La distance minimale de mise au point se mesure par rapport au plan du capteur tandis que la distance minimale de netteté se mesure par rapport à la lentille frontale. Inutile en effet d’avoir une distance minimale de mise au point courte si vous ne pouvez approcher suffisamment du sujet. Avec le NIKKOR Z DX 24 mm f/1.7 vous allez donc pouvoir vous approcher à 12,4 cm de vos sujets tout en faisant des photos nettes. Merci la monture Z et la position du capteur à nouveau.
Nikon précise que l’objectif est conçu pour résister à la poussière et aux intempéries (mais pas tous temps), il embarque son lot de joints toriques qui assurent cette étanchéité. La construction en polycarbonate reprend les standards des NIKKOR Z « à prix doux » récents, leur monture étant elle-aussi en polycarbonate. Je vois de là les « pourquoi c’est pas du métal ??? » … parce que le métal est plus lourd et plus cher à construire.
Je suis comme vous, j’aime les montures métalliques, mais je dois avouer que pour trimballer mon NIKKOR Z 40 mm f/2 partout sans toujours en prendre le plus grand soin, je n’ai jamais rencontré le moindre problème avec sa monture en polycarbonate.
Nikon précise que le diamètre du filtre est de 46 mm tandis que ce NIKKOR Z DX 24 mm f/1.7 est livré avec un pare-soleil Nikon HN-42 qui vient se visser en bout d’objectif, se faisant ainsi très discret.
Bien que proposé à prix doux, ce NIKKOR Z DX 24 mm f/1.7 ne fait pas l’impasse sur une belle motorisation AF STM (moteurs pas à pas) qui garantit une mise au point rapide (pas très difficile avec un 24 mm de cette taille, mais j’en connais qui sont lents chez … chut …). Ce 24 mm DX minimise le focus breathing et s’avère silencieux, ce qui devrait plaire aux vidéastes au passage.

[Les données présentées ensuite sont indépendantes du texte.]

//! EPUB container reading.

pub mod html;
mod package;

pub use package::{BookMetadata, ManifestItem, resolve_href};

use std::io::{Cursor, Read};
use std::path::Path;
use std::sync::Arc;
use tracing::{debug, warn};
use zip::ZipArchive;

use crate::error::{Error, Result};

const CONTAINER_PATH: &str = "META-INF/container.xml";

/// A content document (chapter) of an EPUB
#[derive(Debug, Clone)]
pub struct EpubDocument {
    /// Zip entry name of the document
    pub href: String,
    pub content: Vec<u8>,
}

impl EpubDocument {
    pub fn text_nodes(&self) -> Vec<String> {
        html::text_nodes(&self.content)
    }

    pub fn text(&self) -> String {
        html::document_text(&self.content)
    }
}

/// An opened EPUB with its content documents loaded in reading order.
///
/// Cloning is O(1): documents are shared behind an `Arc`.
#[derive(Clone)]
pub struct EpubBook {
    metadata: BookMetadata,
    documents: Arc<Vec<EpubDocument>>,
    /// SHA-256 hex of the raw bytes, computed once on load
    content_id: String,
    size: usize,
}

impl EpubBook {
    /// Open an EPUB from bytes
    pub fn from_bytes(bytes: impl AsRef<[u8]>) -> Result<Self> {
        let bytes = bytes.as_ref();
        let content_id = crate::util::sha256_hex(bytes);

        let mut archive = ZipArchive::new(Cursor::new(bytes))
            .map_err(|e| Error::EpubOpen(format!("not a zip archive: {e}")))?;

        let opf_path = match read_entry_string(&mut archive, CONTAINER_PATH) {
            Ok(container) => package::parse_container(&container)?,
            Err(e) => {
                warn!("{e}; looking for a package document directly");
                None
            }
        }
        .or_else(|| first_opf_entry(&archive))
        .ok_or_else(|| Error::EpubStructure("no package document (.opf) found".to_string()))?;

        debug!("Package document at {}", opf_path);
        let package = package::parse_package(&read_entry_string(&mut archive, &opf_path)?)?;

        let mut documents = Vec::new();
        for item in package.document_order() {
            let href = resolve_href(&opf_path, &item.href);
            match read_entry(&mut archive, &href) {
                Ok(content) => documents.push(EpubDocument { href, content }),
                Err(e) => warn!("Skipping document '{}': {}", item.id, e),
            }
        }

        debug!(
            "Loaded EPUB {} with {} documents",
            crate::util::short_id(&content_id),
            documents.len()
        );

        Ok(Self {
            metadata: package.metadata,
            documents: Arc::new(documents),
            content_id,
            size: bytes.len(),
        })
    }

    /// Open an EPUB from a file path
    pub fn from_file(path: impl AsRef<Path>) -> Result<Self> {
        let path = path.as_ref();
        let bytes = std::fs::read(path).map_err(|e| {
            Error::EpubOpen(format!("Failed to read file {}: {}", path.display(), e))
        })?;
        Self::from_bytes(bytes)
    }

    pub const fn metadata(&self) -> &BookMetadata {
        &self.metadata
    }

    /// Content documents in reading order
    pub fn documents(&self) -> &[EpubDocument] {
        &self.documents
    }

    /// Content-based identifier (SHA-256 hex of the EPUB bytes).
    ///
    /// Used as the file id of the HTTP API and as the translation cache name.
    pub fn content_id(&self) -> &str {
        &self.content_id
    }

    pub const fn size(&self) -> usize {
        self.size
    }
}

impl std::fmt::Debug for EpubBook {
    fn fmt(&self, f: &mut std::fmt::Formatter<'_>) -> std::fmt::Result {
        f.debug_struct("EpubBook")
            .field("content_id", &self.content_id)
            .field("metadata", &self.metadata)
            .field("documents", &self.documents.len())
            .field("size", &self.size)
            .finish()
    }
}

fn read_entry<R: Read + std::io::Seek>(archive: &mut ZipArchive<R>, name: &str) -> Result<Vec<u8>> {
    let mut file = archive.by_name(name).map_err(|e| Error::EpubEntry {
        name: name.to_string(),
        reason: e.to_string(),
    })?;
    let mut data = Vec::new();
    file.read_to_end(&mut data).map_err(|e| Error::EpubEntry {
        name: name.to_string(),
        reason: e.to_string(),
    })?;
    Ok(data)
}

fn read_entry_string<R: Read + std::io::Seek>(
    archive: &mut ZipArchive<R>,
    name: &str,
) -> Result<String> {
    let data = read_entry(archive, name)?;
    Ok(String::from_utf8_lossy(&data).trim_start_matches('\u{feff}').to_string())
}

fn first_opf_entry<R: Read + std::io::Seek>(archive: &ZipArchive<R>) -> Option<String> {
    archive
        .file_names()
        .filter(|name| name.to_ascii_lowercase().ends_with(".opf"))
        .min()
        .map(str::to_string)
}
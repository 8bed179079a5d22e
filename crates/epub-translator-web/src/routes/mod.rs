//! HTTP route handlers for the EPUB translator API.
//!
//! All routes return JSON. Errors are `{"detail": "..."}` with a matching
//! status code.

mod chunks;
mod meta;

pub use chunks::{process_chunk, total_chunk};
pub use meta::{health, index, languages};

use axum::{
    Router,
    extract::DefaultBodyLimit,
    routing::{get, post},
};
use std::sync::Arc;
use tower_http::{cors::CorsLayer, trace::TraceLayer};

use crate::state::AppState;

/// Largest accepted upload
pub const MAX_UPLOAD_BYTES: usize = 100 * 1024 * 1024;

pub fn router(state: Arc<AppState>) -> Router {
    Router::new()
        .route("/", get(index))
        .route("/languages", get(languages))
        .route("/health", get(health))
        .route("/total-chunk", post(total_chunk))
        .route("/process-chunk", post(process_chunk))
        // Middleware
        .layer(DefaultBodyLimit::max(MAX_UPLOAD_BYTES))
        .layer(TraceLayer::new_for_http())
        .layer(CorsLayer::permissive())
        .with_state(state)
}
//! Utility functions shared across the crate.

use sha2::{Digest, Sha256};
use std::path::PathBuf;

/// Get the user's config directory following XDG conventions.
///
/// Returns `$XDG_CONFIG_HOME` if set, otherwise `$HOME/.config`.
pub fn config_dir() -> Option<PathBuf> {
    std::env::var_os("XDG_CONFIG_HOME")
        .map(PathBuf::from)
        .or_else(|| std::env::var_os("HOME").map(|home| PathBuf::from(home).join(".config")))
}

/// Get the user's cache directory following XDG conventions.
///
/// Returns `$XDG_CACHE_HOME` if set, otherwise `$HOME/.cache`.
pub fn cache_dir() -> Option<PathBuf> {
    std::env::var_os("XDG_CACHE_HOME")
        .map(PathBuf::from)
        .or_else(|| std::env::var_os("HOME").map(|home| PathBuf::from(home).join(".cache")))
}

/// Get the default translation cache directory.
pub fn translation_cache_path() -> PathBuf {
    cache_dir()
        .unwrap_or_else(|| PathBuf::from(".cache"))
        .join("epub-translator")
}

/// Lowercase hex SHA-256 of `bytes`.
pub fn sha256_hex(bytes: &[u8]) -> String {
    format!("{:x}", Sha256::digest(bytes))
}

/// Shorten a hash for log output.
pub fn short_id(id: &str) -> &str {
    id.get(..10).unwrap_or(id)
}

#[cfg(test)]
mod tests {
    use super::*;

    #[test]
    fn test_sha256_hex_known_value() {
        assert_eq!(
            sha256_hex(b"abc"),
            "ba7816bf8f01cfea414140de5dae2223b00361a396177a9cb410ff61f20015ad"
        );
    }

    #[test]
    fn test_short_id() {
        assert_eq!(short_id("0123456789abcdef"), "0123456789");
        assert_eq!(short_id("abc"), "abc");
    }
}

Nikon NIKKOR Z DX 24 mm f/1.7 sur Nikon Z 30
Fiche technique NIKKOR Z DX 24 mm f/1.7
Format : DX / APS-C
Focale : 24 mm fixe
Ouverture max. : f/1.7
Ouverture mini : f/11
Formule optique : 9 éléments en 8 groupes (dont 2 lentilles asphériques)
Angle de vue : 61°
Distance minimale de mise au point : 0,18m
Ratio de reproduction : 0,19x
Diaphragme : 7 lames
Filtre : diamètre 46 mm
Dimensions : 70 mm x 40 mm
Poids : 135 gr
Tarif et disponibilité
Le NIKKOR Z DX 24 mm f/1.7 est vendu au tarif public de 319 euros TTC. Il sera disponible dès le 15 juin 2023 chez les revendeurs.
Premier avis et exemples de photos
Pour être transparent avec vous, je ne l’ai pas eu en mains et je ne l’ai donc pas testé encore. Je ne peux donc me baser que sur sa fiche technique et l’échange que j’ai pu avoir avec la marque. Quoi qu’il en soit, j’apprécie que Nikon développe (enfin ) un début de gamme NIKKOR Z DX pertinent.
La grande ouverture et la compacité font de ce NIKKOR Z DX 24 mm f/1.7 une proposition alléchante, le ratio x 1.5 du capteur APS-C vous permettant de cadrer comme avec un 35 mm en plein format.
Je ne vous cache pas non plus que le tarif est intéressant, à la concurrence on s’approche plutôt des 450 euros pour une offre proche (mais en monture métallique, je vous l’accorde) chez Fujifilm par exemple comme chez Sigma en monture Z d’ailleurs puisque le récent Sigma 30 mm f/1.4 DC DN | Contemporary (le plus proche du 24 mm) vaut 399 euros et pèse deux fois plus lourd.
Les possibilités créatives qu’offre une petite focale fixe à grande ouverture sont nombreuses : dans la rue, en reportage, en soirée, en intérieur, vous allez en profiter tout le temps, surtout avec un hybride Nikon Z APS-C de petite taille. Le design très sobre de ce NIKKOR Z DX 24 mm f/1.7 s’accordera aussi très bien avec votre Nikon Z fc hybride Vintage.